Task objective => Find the line containing "let mid = a.len();" in the records below. Copy exactly that line and each one after it, ending at the line containing "let is_less = Arc::new(is_less);", and nothing more.

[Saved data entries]
________
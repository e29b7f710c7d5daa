//! Parallel in-place mutation.

use super::Params;
use crate::cx::Cx;
use crate::engine::Engine;
use crate::error::{Error, Result};
use crate::recursive::{recurse, DivideAndConquer, Node, Split};
use crate::task::{Completer, Handle, ResultSink, Task};
use crate::types::Outcome;
use crate::util::Region;
use std::marker::PhantomData;
use std::sync::Arc;

struct ForEachStrategy<T, F> {
    f: F,
    _marker: PhantomData<fn() -> T>,
}

impl<T, F> DivideAndConquer for ForEachStrategy<T, F>
where
    T: Send + 'static,
    F: Fn(&mut T) + Send + Sync + 'static,
{
    type Input = Region<T>;
    type Output = Region<T>;

    fn len(&self, region: &Region<T>) -> usize {
        region.len()
    }

    fn split(&self, region: Region<T>) -> Split<Region<T>> {
        let mid = region.len() / 2;
        let (left, right) = region.split_at(mid);
        Split::Pair(left, right)
    }

    fn base_case(&self, cx: &Cx, mut region: Region<T>) -> Result<Region<T>> {
        cx.checkpoint()?;
        region.as_mut_slice().iter_mut().for_each(&self.f);
        Ok(region)
    }

    fn combine(&self, _cx: &Cx, _node: &Node, left: Region<T>, right: Region<T>, done: Completer<Region<T>>) {
        done.finish(left.join(right));
    }
}

/// In-place mutation task that hands the vector back.
pub fn for_each_task<T, F>(data: Vec<T>, f: F, params: &Params) -> Task<Vec<T>>
where
    T: Send + 'static,
    F: Fn(&mut T) + Send + Sync + 'static,
{
    let strategy = Arc::new(ForEachStrategy {
        f,
        _marker: PhantomData,
    });
    let mut tree = recurse(strategy, Region::new(data), params.root_node());
    Task::deferred(params.name(), move |cx, done: Completer<Vec<T>>| {
        tree.set_result_sink(ResultSink::callback(move |outcome: Outcome<Region<T>>| {
            let outcome = match outcome.into_failure() {
                Ok(region) => match region.into_vec() {
                    Ok(vec) => Outcome::Ok(vec),
                    Err(region) => Outcome::Err(Error::internal(format!(
                        "result region {region:?} still shared at depth 0"
                    ))),
                },
                Err(failure) => failure,
            };
            done.complete(outcome);
        }));
        tree.run(cx);
    })
    .with_priority(params.priority())
}

/// Applies `f` to every element and returns the vector.
///
/// If the call is stopped part way, the vector is dropped along with the
/// partial work.
pub fn parallel_for_each<T, F>(engine: &Engine, data: Vec<T>, f: F, params: Params) -> Handle<Vec<T>>
where
    T: Send + 'static,
    F: Fn(&mut T) + Send + Sync + 'static,
{
    engine.spawn_with(for_each_task(data, f, &params), params.spawn_options())
}
//! Parallel stable merge.
//!
//! A merge node over the runs `a = v[..mid]` and `b = v[mid..]` picks a pivot
//! in the longer run, finds its rank in the other one by binary search, and
//! rotates the middle so that everything before the pivot sits left of
//! everything after it. Both sides are then independent merges of roughly
//! half the size. Leaves merge sequentially through the scratch region that
//! travels with the data.

use super::kernel::{merge_buffered, runs_in_order};
use super::{release_scratch_then_deliver, Params};
use crate::cx::Cx;
use crate::engine::Engine;
use crate::error::{Error, Result};
use crate::recursive::{recurse, DivideAndConquer, Node, Split};
use crate::task::{Completer, Handle, ResultSink, Task};
use crate::types::Outcome;
use crate::util::Region;
use std::marker::PhantomData;
use std::mem::MaybeUninit;
use std::sync::Arc;

/// A window of data plus the scratch window of the same length.
pub(crate) struct Run<T> {
    pub(crate) data: Region<T>,
    pub(crate) scratch: Region<MaybeUninit<T>>,
}

impl<T> Run<T> {
    pub(crate) fn len(&self) -> usize {
        self.data.len()
    }

    pub(crate) fn split_at(self, mid: usize) -> (Self, Self) {
        let (data_left, data_right) = self.data.split_at(mid);
        let (scratch_left, scratch_right) = self.scratch.split_at(mid);
        (
            Self {
                data: data_left,
                scratch: scratch_left,
            },
            Self {
                data: data_right,
                scratch: scratch_right,
            },
        )
    }

    pub(crate) fn join(self, right: Self) -> Result<Self> {
        Ok(Self {
            data: self.data.join(right.data)?,
            scratch: self.scratch.join(right.scratch)?,
        })
    }

    /// Sequential merge of `data[..mid]` and `data[mid..]`.
    pub(crate) fn merge_in_place<F>(&mut self, mid: usize, is_less: &F)
    where
        F: Fn(&T, &T) -> bool,
    {
        merge_buffered(self.data.as_mut_slice(), mid, self.scratch.as_mut_slice(), is_less);
    }
}

/// Input of one merge node: a run whose two halves are sorted.
pub(crate) struct MergeJob<T> {
    pub(crate) run: Run<T>,
    pub(crate) mid: usize,
}

/// Merge tree strategy over a comparator.
pub(crate) struct MergeStrategy<T, F> {
    is_less: Arc<F>,
    _marker: PhantomData<fn() -> T>,
}

impl<T, F> MergeStrategy<T, F> {
    pub(crate) fn new(is_less: Arc<F>) -> Self {
        Self {
            is_less,
            _marker: PhantomData,
        }
    }
}

impl<T, F> DivideAndConquer for MergeStrategy<T, F>
where
    T: Send + 'static,
    F: Fn(&T, &T) -> bool + Send + Sync + 'static,
{
    type Input = MergeJob<T>;
    type Output = Run<T>;

    fn len(&self, job: &MergeJob<T>) -> usize {
        job.run.len()
    }

    fn split(&self, job: MergeJob<T>) -> Split<MergeJob<T>> {
        let is_less = self.is_less.as_ref();
        let (left_len, pivot_rank) = {
            let v = job.run.data.as_slice();
            if runs_in_order(v, job.mid, is_less) {
                return Split::Whole(job);
            }
            let (a, b) = v.split_at(job.mid);
            let (am, bm) = if a.len() >= b.len() {
                let am = a.len() / 2;
                (am, b.partition_point(|x| is_less(x, &a[am])))
            } else {
                let bm = b.len() / 2;
                (a.partition_point(|x| !is_less(&b[bm], x)), bm)
            };
            (am + bm, am)
        };
        let len = job.run.len();
        if left_len == 0 || left_len == len {
            return Split::Whole(job);
        }

        let MergeJob { mut run, mid } = job;
        let am = pivot_rank;
        // a[am..mid] + b[..bm]  ->  b[..bm] + a[am..mid]
        run.data.as_mut_slice()[am..left_len + (mid - am)].rotate_left(mid - am);
        let (left, right) = run.split_at(left_len);
        Split::Pair(
            MergeJob { run: left, mid: am },
            MergeJob {
                run: right,
                mid: mid - am,
            },
        )
    }

    fn base_case(&self, cx: &Cx, job: MergeJob<T>) -> Result<Run<T>> {
        let MergeJob { mut run, mid } = job;
        cx.metrics().merges.increment();
        run.merge_in_place(mid, self.is_less.as_ref());
        Ok(run)
    }

    fn combine(&self, _cx: &Cx, _node: &Node, left: Run<T>, right: Run<T>, done: Completer<Run<T>>) {
        done.finish(left.join(right));
    }
}

/// Builds the merge tree for `job`.
pub(crate) fn merge_tree<T, F>(is_less: Arc<F>, job: MergeJob<T>, node: Node) -> Task<Run<T>>
where
    T: Send + 'static,
    F: Fn(&T, &T) -> bool + Send + Sync + 'static,
{
    recurse(Arc::new(MergeStrategy::new(is_less)), job, node)
}

/// Runs a recursive tree over `data` with one scratch buffer of the same
/// length, recovers the vector and releases the scratch afterwards.
///
/// `build` turns the depth-0 run into the tree's root task.
pub(crate) fn with_scratch<T, B>(cx: &Cx, name: &str, data: Vec<T>, done: Completer<Vec<T>>, build: B)
where
    T: Send + 'static,
    B: FnOnce(Run<T>) -> Task<Run<T>>,
{
    let len = data.len();
    let scratch = match Region::<MaybeUninit<T>>::uninit(len) {
        Ok(scratch) => scratch,
        Err(error) => {
            crate::tracing_compat::warn!(tree = %name, len, error = %error, "scratch allocation failed");
            done.err(error);
            return;
        }
    };
    cx.metrics().scratch_allocations.increment();
    let anchor = scratch.anchor();
    let root = build(Run {
        data: Region::new(data),
        scratch,
    });

    let finish_cx = cx.clone();
    let finish_name: Arc<str> = Arc::from(name);
    let finish = Completer::to_sink(
        name,
        ResultSink::callback(move |outcome: Outcome<Run<T>>| {
            let outcome = match outcome {
                Outcome::Ok(Run { data, scratch }) => {
                    drop(scratch);
                    match data.into_vec() {
                        Ok(vec) => Outcome::Ok(vec),
                        Err(region) => Outcome::Err(Error::internal(format!(
                            "result region {region:?} still shared at depth 0"
                        ))),
                    }
                }
                other => other.map(|_| Vec::new()),
            };
            release_scratch_then_deliver(&finish_cx, &finish_name, outcome, anchor, done);
        }),
    );
    root.run_into(cx, finish);
}

/// Stable merge task over two sorted vectors.
pub fn merge_task<T, F>(a: Vec<T>, b: Vec<T>, is_less: F, params: &Params) -> Task<Vec<T>>
where
    T: Send + 'static,
    F: Fn(&T, &T) -> bool + Send + Sync + 'static,
{
    let node = params.root_node();
    let name = params.name().to_owned();
    Task::deferred(name.clone(), move |cx, done| {
        let mid = a.len();
        let mut data = a;
        data.extend(b);
        if runs_in_order(&data, mid, &is_less) {
            crate::tracing_compat::debug!(tree = %name, len = data.len(), "runs already in order");
            done.ok(data);
            return;
        }
        let is_less = Arc::new(is_less);
        with_scratch(cx, &name, data, done, move |run| merge_tree(is_less, MergeJob { run, mid }, node));
    })
    .with_priority(params.priority())
}

/// Merges two sorted vectors in parallel. Equal elements keep `a` first.
pub fn parallel_merge<T>(engine: &Engine, a: Vec<T>, b: Vec<T>, params: Params) -> Handle<Vec<T>>
where
    T: Ord + Send + 'static,
{
    parallel_merge_by(engine, a, b, T::lt, params)
}

/// [`parallel_merge`] with a strict-weak `is_less`.
pub fn parallel_merge_by<T, F>(engine: &Engine, a: Vec<T>, b: Vec<T>, is_less: F, params: Params) -> Handle<Vec<T>>
where
    T: Send + 'static,
    F: Fn(&T, &T) -> bool + Send + Sync + 'static,
{
    engine.spawn_with(merge_task(a, b, is_less, &params), params.spawn_options())
}

#[cfg(test)]
mod tests {
    use super::*;
    use crate::scheduler::ThreadScheduler;
    use crate::test_utils::init_test_logging;

    fn sorted(len: usize, step: u32, offset: u32) -> Vec<u32> {
        (0..len as u32).map(|i| i * step + offset).collect()
    }

    fn expected(a: &[u32], b: &[u32]) -> Vec<u32> {
        let mut v: Vec<u32> = a.iter().chain(b).copied().collect();
        v.sort();
        v
    }

    #[test]
    fn merges_across_cutoff_sizes() {
        init_test_logging();
        let engine = Engine::inline();
        for (la, lb) in [(0, 0), (0, 5), (5, 0), (7, 8), (8, 8), (9, 8), (300, 211)] {
            let a = sorted(la, 3, 1);
            let b = sorted(lb, 2, 0);
            let want = expected(&a, &b);
            let got = parallel_merge(&engine, a, b, Params::new("merge").with_cutoff(8))
                .get()
                .unwrap();
            assert_eq!(got, want, "{la}+{lb}");
        }
    }

    #[test]
    fn merge_is_stable_for_ties() {
        let engine = Engine::inline();
        let a: Vec<(u8, char)> = (0..50).map(|i| (i / 5, 'a')).collect();
        let b: Vec<(u8, char)> = (0..50).map(|i| (i / 7, 'b')).collect();
        let got = parallel_merge_by(&engine, a, b, |x, y| x.0 < y.0, Params::new("ties").with_cutoff(4))
            .get()
            .unwrap();
        for pair in got.windows(2) {
            assert!(pair[0].0 <= pair[1].0);
            if pair[0].0 == pair[1].0 {
                assert!(pair[0].1 <= pair[1].1, "b element before a element: {pair:?}");
            }
        }
    }

    #[test]
    fn ordered_runs_skip_scratch() {
        let engine = Engine::inline();
        let handle = parallel_merge(&engine, vec![1, 2, 3], vec![3, 4], Params::new("ordered").with_cutoff(1));
        let metrics = Arc::clone(handle.metrics());
        assert_eq!(handle.get().unwrap(), vec![1, 2, 3, 3, 4]);
        assert_eq!(metrics.scratch_allocations.get(), 0);
    }

    #[test]
    fn threaded_merge_releases_scratch_once() {
        let engine = Engine::new(Arc::new(ThreadScheduler::new("merge-test")));
        let a = sorted(2_000, 2, 0);
        let b = sorted(1_500, 2, 1);
        let want = expected(&a, &b);
        let handle = parallel_merge(&engine, a, b, Params::new("threaded").with_cutoff(64));
        let metrics = Arc::clone(handle.metrics());
        assert_eq!(handle.get().unwrap(), want);
        assert_eq!(metrics.scratch_allocations.get(), 1);
        assert!(metrics.merges.get() > 1);
    }
}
________
Answer to the exercise =>
        let mid = a.len();
        let mut data = a;
        data.extend(b);
        if runs_in_order(&data, mid, &is_less) {
            crate::tracing_compat::debug!(tree = %name, len = data.len(), "runs already in order");
            done.ok(data);
            return;
        }
        let is_less = Arc::new(is_less);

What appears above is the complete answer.